▶ [Exercise aim]: Among the entries, which lines carry the string "RangeInclusive"? Copy each of them.

Saved entries:
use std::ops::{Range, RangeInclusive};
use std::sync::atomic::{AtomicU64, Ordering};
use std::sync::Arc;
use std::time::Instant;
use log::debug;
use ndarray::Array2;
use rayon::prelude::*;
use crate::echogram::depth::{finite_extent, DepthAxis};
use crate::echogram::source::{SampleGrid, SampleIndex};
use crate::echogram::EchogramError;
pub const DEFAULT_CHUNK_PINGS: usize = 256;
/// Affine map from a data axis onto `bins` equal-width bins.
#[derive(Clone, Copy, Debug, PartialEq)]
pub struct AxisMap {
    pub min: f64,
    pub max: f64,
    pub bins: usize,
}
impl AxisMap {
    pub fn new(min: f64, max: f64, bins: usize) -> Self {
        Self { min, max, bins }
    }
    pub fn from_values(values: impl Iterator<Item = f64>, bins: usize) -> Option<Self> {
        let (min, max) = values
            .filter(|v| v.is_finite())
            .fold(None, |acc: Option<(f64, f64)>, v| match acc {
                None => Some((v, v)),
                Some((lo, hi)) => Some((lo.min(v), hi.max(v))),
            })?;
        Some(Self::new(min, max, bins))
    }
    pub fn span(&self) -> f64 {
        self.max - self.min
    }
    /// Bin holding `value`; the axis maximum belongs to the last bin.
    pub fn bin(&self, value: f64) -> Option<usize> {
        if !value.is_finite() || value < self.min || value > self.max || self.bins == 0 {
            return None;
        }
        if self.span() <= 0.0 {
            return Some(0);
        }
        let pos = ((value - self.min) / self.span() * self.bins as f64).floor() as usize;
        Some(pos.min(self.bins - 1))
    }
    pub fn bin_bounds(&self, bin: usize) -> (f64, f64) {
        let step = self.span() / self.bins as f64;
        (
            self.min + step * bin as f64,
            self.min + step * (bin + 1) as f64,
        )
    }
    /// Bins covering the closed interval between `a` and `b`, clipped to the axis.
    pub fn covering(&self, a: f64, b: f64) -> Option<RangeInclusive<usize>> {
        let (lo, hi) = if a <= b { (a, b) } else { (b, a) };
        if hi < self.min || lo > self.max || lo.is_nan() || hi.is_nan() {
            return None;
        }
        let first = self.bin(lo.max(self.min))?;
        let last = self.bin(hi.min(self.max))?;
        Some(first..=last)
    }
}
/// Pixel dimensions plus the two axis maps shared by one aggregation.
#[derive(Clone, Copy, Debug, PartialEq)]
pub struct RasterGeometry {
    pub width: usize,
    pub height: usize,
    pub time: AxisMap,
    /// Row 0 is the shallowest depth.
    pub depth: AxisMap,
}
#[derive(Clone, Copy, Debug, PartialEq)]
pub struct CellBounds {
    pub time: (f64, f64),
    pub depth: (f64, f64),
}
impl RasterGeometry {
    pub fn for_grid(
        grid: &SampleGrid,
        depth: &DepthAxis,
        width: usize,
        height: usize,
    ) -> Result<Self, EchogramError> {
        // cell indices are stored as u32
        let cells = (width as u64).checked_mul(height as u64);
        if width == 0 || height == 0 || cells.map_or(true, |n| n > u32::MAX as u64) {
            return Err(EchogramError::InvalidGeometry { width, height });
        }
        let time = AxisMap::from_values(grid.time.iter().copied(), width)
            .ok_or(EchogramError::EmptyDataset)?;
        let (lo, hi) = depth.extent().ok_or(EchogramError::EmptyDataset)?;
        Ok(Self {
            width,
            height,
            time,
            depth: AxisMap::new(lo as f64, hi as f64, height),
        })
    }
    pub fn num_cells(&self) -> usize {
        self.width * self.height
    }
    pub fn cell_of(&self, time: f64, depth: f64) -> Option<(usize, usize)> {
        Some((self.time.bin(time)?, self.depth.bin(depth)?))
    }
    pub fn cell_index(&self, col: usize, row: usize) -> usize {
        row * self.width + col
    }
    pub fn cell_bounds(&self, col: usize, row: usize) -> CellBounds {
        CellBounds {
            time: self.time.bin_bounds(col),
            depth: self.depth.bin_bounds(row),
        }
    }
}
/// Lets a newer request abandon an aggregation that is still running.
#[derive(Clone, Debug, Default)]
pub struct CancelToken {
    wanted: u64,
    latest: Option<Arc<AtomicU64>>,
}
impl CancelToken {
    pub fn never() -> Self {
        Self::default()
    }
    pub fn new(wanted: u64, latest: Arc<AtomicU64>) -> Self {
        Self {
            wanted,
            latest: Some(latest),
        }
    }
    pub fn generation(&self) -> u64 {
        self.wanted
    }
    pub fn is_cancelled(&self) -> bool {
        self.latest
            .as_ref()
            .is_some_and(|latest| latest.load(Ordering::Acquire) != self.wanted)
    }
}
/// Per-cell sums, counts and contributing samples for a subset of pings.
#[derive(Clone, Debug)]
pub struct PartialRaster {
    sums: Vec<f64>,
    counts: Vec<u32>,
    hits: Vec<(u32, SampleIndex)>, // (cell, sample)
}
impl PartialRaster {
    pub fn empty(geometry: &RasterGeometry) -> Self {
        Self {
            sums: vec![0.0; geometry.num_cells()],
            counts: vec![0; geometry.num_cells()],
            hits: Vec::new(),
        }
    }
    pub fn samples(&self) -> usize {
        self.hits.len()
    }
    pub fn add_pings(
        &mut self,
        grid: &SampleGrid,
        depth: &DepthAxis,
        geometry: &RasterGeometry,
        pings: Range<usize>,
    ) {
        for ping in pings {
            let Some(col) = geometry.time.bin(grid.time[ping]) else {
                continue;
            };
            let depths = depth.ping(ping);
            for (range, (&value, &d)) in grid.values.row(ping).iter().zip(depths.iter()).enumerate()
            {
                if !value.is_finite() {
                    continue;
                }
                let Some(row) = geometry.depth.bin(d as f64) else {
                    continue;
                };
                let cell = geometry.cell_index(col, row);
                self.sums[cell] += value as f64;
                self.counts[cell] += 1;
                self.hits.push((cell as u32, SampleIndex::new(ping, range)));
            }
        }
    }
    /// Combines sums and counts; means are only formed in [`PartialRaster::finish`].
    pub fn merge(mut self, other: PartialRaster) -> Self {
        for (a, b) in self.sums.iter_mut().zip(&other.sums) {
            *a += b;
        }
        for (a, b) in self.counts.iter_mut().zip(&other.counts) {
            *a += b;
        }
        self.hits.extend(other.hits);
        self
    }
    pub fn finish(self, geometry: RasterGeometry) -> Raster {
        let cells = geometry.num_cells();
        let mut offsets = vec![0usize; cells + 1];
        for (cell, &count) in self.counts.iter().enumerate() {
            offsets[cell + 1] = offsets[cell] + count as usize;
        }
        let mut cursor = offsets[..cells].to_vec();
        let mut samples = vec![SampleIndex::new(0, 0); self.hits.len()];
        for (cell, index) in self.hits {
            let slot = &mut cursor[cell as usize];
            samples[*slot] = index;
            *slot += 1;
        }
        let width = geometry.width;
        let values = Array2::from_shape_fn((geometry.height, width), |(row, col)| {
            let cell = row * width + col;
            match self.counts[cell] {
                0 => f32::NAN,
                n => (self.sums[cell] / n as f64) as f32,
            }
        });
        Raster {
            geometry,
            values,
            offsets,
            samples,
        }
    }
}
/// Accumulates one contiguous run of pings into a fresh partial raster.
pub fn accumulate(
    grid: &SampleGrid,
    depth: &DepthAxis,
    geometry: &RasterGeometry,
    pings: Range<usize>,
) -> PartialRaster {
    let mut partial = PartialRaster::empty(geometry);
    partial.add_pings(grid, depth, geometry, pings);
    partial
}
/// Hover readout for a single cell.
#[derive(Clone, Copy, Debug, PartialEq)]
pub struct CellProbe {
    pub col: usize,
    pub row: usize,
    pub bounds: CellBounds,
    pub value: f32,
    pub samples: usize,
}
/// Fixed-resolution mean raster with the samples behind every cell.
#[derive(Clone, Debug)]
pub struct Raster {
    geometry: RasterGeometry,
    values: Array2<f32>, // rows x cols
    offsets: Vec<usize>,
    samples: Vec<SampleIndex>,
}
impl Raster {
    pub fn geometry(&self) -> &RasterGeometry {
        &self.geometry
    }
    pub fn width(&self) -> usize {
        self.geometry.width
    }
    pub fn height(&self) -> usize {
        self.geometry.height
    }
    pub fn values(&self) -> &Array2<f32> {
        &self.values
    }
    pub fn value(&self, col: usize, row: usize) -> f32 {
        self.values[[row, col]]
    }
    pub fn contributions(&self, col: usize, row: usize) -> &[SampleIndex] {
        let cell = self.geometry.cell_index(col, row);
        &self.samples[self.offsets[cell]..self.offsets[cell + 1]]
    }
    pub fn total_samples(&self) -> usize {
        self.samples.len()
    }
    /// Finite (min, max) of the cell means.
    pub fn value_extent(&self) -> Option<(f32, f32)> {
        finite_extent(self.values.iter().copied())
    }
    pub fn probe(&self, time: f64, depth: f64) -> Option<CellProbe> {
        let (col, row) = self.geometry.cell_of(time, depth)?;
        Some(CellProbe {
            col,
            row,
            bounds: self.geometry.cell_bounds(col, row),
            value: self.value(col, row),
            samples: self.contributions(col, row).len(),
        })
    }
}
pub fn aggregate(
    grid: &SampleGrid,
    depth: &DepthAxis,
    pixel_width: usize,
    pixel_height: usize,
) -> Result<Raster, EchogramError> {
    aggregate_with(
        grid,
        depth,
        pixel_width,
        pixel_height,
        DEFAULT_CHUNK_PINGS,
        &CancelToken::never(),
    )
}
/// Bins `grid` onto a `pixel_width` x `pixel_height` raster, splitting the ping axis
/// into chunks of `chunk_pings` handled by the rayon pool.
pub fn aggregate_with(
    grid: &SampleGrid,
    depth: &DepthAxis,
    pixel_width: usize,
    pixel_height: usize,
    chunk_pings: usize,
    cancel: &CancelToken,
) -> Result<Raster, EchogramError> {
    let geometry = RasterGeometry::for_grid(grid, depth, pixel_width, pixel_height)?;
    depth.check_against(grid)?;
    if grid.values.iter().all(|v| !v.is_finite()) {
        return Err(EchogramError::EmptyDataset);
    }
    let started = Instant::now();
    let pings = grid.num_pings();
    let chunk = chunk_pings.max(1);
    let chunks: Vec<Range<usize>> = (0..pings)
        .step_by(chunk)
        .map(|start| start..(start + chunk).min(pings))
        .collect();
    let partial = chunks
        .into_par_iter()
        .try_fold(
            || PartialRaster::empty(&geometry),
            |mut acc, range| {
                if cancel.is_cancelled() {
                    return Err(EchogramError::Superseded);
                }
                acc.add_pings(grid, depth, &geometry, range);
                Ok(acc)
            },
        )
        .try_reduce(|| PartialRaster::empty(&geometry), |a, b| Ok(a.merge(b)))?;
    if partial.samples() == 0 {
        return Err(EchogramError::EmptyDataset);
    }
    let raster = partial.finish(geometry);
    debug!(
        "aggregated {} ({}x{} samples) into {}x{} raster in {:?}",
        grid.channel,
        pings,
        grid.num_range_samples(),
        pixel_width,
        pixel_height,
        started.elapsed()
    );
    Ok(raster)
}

▶ [Your response]:
use std::ops::{Range, RangeInclusive};
    pub fn covering(&self, a: f64, b: f64) -> Option<RangeInclusive<usize>> {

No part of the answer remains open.